> _DATA TO USE_
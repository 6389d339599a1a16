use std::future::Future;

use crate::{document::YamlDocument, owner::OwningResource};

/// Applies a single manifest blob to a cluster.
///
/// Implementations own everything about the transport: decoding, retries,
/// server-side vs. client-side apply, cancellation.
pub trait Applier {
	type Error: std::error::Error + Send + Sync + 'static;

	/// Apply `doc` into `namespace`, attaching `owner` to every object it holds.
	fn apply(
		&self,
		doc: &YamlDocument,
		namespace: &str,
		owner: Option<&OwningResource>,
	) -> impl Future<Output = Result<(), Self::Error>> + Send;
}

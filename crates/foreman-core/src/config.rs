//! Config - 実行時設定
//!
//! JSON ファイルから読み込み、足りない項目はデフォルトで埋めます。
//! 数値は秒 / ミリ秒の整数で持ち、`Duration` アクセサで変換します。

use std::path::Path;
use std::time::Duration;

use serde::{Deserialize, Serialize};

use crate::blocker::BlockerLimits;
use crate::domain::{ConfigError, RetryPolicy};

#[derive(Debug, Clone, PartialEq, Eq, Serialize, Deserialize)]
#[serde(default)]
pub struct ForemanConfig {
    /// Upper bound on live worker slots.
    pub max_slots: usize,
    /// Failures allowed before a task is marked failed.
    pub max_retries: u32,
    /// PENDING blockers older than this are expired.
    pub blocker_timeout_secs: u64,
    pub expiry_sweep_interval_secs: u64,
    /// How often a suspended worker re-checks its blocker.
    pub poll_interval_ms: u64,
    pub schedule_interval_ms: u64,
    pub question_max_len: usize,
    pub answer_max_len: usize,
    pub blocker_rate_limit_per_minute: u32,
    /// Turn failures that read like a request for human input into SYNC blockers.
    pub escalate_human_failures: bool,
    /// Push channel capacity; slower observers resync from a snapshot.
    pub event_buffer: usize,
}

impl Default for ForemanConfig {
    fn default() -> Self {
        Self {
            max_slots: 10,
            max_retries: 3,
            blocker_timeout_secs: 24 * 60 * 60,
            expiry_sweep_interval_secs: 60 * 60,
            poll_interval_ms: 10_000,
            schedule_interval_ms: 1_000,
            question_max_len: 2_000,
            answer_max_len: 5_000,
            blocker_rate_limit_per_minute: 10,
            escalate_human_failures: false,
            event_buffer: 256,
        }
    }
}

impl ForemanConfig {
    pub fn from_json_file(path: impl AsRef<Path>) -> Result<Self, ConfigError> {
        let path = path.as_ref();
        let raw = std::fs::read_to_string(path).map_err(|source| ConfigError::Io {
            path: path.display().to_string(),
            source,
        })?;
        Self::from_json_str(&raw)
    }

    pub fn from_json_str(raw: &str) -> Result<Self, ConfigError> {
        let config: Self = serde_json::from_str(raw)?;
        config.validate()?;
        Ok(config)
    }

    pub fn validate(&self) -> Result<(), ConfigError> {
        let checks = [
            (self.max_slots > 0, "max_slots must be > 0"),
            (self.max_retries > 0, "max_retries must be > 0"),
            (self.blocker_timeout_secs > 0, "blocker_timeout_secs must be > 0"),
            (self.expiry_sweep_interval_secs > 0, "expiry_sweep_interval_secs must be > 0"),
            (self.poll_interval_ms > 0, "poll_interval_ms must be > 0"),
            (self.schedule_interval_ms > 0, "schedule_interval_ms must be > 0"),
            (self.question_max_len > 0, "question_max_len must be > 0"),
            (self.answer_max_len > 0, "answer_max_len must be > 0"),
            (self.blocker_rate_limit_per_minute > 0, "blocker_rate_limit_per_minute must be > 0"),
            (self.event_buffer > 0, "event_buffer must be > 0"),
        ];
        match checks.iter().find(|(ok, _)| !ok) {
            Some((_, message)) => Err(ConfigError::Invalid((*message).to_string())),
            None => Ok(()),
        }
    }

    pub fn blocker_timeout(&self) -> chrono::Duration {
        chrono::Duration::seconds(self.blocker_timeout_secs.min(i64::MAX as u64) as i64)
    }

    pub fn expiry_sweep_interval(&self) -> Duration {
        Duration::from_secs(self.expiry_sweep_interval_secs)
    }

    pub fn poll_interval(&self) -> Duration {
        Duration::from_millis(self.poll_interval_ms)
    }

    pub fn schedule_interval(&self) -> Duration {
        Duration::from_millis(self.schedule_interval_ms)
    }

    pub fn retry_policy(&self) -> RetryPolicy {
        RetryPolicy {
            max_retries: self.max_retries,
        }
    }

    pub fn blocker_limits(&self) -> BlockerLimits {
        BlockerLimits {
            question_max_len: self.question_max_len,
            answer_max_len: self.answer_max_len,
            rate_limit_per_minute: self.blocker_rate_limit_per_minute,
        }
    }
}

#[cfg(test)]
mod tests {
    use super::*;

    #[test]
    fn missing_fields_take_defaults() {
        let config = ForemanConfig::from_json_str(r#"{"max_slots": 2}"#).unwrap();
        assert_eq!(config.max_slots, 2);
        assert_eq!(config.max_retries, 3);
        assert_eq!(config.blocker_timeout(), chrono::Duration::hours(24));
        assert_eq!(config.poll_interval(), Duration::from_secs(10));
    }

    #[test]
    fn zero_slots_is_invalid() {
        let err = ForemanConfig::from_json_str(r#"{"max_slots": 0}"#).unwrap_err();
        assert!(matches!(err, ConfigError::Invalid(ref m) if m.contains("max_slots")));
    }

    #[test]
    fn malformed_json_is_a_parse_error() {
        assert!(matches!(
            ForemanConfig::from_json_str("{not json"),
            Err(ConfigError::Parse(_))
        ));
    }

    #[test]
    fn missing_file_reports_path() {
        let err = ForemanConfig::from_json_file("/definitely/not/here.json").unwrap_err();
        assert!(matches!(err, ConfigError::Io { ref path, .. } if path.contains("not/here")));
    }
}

--

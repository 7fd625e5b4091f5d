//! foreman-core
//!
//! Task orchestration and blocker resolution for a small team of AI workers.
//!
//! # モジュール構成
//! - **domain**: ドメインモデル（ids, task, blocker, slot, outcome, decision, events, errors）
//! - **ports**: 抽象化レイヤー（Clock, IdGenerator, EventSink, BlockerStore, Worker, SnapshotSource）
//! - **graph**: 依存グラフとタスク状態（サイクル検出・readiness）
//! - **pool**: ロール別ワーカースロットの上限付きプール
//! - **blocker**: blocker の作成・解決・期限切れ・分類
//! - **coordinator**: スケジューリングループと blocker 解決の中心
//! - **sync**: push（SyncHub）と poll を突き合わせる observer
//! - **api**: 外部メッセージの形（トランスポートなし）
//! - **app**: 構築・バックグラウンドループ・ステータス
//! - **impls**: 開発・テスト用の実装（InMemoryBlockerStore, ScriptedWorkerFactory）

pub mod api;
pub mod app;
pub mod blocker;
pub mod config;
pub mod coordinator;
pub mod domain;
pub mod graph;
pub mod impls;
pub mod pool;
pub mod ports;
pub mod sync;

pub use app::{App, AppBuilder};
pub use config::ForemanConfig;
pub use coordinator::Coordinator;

...

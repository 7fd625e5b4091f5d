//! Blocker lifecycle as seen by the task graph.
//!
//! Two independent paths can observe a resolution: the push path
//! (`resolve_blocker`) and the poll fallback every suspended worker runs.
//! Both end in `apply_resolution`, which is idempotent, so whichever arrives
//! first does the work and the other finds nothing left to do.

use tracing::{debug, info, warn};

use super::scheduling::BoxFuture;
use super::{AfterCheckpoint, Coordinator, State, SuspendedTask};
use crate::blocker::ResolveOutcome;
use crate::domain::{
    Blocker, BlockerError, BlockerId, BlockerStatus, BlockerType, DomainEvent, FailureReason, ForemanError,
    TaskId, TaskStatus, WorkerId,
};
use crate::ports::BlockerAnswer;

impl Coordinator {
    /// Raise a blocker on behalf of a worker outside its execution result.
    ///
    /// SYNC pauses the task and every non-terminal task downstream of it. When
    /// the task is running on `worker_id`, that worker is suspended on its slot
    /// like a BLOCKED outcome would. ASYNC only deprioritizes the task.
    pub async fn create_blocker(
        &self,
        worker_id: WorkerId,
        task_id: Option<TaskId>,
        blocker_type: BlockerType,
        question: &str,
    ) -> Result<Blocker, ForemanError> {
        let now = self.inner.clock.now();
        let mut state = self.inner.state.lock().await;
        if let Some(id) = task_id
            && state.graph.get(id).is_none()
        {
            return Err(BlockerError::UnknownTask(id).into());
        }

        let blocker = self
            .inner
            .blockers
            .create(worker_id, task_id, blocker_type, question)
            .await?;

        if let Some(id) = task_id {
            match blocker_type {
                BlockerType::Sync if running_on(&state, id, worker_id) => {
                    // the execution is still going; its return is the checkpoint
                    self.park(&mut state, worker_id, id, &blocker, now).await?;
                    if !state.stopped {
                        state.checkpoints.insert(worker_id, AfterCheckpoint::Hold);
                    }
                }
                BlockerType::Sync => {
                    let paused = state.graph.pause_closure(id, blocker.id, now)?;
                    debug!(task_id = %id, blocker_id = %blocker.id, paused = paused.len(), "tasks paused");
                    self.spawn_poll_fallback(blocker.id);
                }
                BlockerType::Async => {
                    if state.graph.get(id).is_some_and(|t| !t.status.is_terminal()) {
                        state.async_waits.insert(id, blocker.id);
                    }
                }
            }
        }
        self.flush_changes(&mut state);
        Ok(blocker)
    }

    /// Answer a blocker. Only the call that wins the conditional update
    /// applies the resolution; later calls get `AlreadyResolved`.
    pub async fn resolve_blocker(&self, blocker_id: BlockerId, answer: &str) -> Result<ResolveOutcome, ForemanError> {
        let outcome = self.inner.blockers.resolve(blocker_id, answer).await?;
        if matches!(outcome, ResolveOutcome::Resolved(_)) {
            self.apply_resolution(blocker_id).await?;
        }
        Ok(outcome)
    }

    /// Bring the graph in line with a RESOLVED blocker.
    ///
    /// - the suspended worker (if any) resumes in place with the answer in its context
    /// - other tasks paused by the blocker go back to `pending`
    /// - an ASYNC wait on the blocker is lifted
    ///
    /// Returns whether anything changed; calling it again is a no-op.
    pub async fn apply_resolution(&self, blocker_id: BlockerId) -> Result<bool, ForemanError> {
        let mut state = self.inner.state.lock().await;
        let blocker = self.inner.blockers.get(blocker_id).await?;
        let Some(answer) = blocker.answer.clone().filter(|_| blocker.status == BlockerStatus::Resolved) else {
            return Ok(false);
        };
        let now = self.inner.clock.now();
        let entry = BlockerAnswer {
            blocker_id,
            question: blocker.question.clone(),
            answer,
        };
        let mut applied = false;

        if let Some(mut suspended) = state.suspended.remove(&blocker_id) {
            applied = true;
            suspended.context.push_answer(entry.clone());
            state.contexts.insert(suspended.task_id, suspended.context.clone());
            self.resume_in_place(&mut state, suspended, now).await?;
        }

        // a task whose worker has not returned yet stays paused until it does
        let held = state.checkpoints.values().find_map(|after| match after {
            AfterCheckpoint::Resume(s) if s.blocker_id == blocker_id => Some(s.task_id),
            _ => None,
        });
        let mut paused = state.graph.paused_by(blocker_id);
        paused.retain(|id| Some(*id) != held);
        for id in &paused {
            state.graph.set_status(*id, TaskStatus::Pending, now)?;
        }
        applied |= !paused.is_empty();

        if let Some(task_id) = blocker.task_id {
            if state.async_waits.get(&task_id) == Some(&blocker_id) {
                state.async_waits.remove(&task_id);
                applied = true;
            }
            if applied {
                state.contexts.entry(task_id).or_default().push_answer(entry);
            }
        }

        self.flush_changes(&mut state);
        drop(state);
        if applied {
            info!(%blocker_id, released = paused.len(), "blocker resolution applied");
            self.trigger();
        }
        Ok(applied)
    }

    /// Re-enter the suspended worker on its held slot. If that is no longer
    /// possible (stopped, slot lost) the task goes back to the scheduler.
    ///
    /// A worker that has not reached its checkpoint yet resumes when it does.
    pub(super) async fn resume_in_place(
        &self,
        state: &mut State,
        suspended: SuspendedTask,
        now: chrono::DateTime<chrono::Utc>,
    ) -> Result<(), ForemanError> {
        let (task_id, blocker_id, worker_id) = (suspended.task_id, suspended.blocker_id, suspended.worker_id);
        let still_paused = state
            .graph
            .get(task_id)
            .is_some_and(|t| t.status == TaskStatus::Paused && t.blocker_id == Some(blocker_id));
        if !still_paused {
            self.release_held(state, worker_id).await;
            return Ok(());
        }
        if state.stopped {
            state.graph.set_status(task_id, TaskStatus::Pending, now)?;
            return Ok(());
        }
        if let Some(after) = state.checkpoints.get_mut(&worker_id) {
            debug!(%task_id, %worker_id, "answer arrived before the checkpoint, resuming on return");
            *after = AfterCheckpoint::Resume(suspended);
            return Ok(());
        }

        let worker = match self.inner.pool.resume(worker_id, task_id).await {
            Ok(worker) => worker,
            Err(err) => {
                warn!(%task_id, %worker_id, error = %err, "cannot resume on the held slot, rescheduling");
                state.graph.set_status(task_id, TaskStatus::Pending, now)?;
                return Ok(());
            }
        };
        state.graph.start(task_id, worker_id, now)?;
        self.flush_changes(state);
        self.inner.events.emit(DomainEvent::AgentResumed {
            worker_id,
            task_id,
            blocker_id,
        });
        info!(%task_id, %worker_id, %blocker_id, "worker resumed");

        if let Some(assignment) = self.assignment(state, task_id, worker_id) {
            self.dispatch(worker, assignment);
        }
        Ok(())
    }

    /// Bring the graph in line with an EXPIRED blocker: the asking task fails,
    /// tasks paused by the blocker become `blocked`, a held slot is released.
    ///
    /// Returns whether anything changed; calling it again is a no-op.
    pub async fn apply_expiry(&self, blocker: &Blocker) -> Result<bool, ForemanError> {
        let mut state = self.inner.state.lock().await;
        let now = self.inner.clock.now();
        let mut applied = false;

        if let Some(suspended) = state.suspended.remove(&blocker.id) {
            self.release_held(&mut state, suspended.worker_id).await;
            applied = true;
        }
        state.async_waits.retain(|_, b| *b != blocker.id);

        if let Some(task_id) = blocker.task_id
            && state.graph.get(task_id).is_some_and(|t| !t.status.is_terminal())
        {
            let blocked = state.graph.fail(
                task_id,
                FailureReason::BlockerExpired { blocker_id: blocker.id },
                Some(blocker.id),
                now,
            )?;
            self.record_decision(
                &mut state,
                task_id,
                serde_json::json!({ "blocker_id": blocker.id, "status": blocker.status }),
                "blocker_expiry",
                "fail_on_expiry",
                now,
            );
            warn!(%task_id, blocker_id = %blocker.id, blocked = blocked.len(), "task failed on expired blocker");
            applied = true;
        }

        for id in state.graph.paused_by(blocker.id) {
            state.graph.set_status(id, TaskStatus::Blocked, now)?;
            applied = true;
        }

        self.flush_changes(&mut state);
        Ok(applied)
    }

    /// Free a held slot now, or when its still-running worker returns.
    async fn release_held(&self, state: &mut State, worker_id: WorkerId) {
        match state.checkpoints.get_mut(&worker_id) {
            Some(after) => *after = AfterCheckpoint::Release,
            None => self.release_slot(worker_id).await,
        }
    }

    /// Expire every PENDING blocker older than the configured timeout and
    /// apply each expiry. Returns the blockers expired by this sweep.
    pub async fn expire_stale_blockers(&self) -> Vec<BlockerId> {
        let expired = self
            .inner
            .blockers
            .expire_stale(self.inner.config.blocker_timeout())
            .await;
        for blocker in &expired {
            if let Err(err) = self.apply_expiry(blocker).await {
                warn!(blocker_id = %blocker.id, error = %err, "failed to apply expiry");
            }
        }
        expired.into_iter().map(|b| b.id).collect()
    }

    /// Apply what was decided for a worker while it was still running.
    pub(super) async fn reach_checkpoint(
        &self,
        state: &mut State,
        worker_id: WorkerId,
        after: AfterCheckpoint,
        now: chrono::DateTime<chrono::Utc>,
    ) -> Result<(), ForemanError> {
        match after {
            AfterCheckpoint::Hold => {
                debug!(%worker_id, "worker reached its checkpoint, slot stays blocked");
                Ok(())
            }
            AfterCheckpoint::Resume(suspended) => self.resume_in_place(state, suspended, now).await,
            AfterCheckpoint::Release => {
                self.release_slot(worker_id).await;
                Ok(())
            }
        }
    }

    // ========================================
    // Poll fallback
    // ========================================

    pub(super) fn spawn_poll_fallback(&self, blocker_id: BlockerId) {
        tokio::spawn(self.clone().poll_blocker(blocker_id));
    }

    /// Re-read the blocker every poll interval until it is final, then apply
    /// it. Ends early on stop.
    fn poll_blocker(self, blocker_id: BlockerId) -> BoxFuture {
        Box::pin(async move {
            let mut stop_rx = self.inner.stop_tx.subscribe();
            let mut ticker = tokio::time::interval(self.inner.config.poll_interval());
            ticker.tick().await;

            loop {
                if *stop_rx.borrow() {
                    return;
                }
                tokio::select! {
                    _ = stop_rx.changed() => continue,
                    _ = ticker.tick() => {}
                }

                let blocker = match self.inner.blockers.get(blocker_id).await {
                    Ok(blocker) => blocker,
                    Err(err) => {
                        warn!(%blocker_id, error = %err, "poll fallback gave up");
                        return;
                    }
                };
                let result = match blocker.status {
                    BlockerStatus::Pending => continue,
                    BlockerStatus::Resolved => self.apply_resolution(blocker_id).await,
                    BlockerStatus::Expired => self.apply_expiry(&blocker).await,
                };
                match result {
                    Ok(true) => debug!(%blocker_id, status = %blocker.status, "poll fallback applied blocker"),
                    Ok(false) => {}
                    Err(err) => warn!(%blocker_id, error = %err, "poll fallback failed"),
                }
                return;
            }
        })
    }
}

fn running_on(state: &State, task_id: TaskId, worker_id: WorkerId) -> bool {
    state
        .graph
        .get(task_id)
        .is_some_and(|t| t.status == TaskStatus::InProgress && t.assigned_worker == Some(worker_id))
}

> _ACTIVITY_
Across the whole listing, show each line where the word "Send" occurs.

> _WRITTEN SOLUTION_
	type Error: std::error::Error + Send + Sync + 'static;
	) -> impl Future<Output = Result<(), Self::Error>> + Send;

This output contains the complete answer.